• _Exercise aim_:
Every line with "Duration" in it must be copied from the data.

Stored data:
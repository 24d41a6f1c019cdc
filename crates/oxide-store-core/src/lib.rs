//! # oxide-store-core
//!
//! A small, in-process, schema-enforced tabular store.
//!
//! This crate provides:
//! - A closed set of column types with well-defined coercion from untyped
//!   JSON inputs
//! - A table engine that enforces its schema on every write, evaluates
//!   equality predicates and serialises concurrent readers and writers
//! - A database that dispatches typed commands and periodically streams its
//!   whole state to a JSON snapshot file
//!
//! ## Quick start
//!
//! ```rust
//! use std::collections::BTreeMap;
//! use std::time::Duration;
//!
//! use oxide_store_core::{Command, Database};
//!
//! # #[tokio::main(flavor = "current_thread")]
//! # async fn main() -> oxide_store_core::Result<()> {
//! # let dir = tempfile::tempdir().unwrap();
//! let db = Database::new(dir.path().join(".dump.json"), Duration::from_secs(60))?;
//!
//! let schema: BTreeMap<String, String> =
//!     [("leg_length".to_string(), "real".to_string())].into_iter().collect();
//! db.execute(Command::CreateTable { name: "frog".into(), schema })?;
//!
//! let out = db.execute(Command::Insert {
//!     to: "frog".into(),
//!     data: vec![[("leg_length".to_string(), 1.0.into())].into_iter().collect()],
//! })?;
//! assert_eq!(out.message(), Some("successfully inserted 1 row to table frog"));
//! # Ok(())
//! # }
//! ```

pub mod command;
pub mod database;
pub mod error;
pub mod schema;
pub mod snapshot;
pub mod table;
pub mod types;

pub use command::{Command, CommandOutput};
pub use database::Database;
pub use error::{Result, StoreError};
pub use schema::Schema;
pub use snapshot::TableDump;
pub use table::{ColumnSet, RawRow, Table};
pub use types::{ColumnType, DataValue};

• _Answer to this problem_:
//! use std::time::Duration;
//! let db = Database::new(dir.path().join(".dump.json"), Duration::from_secs(60))?;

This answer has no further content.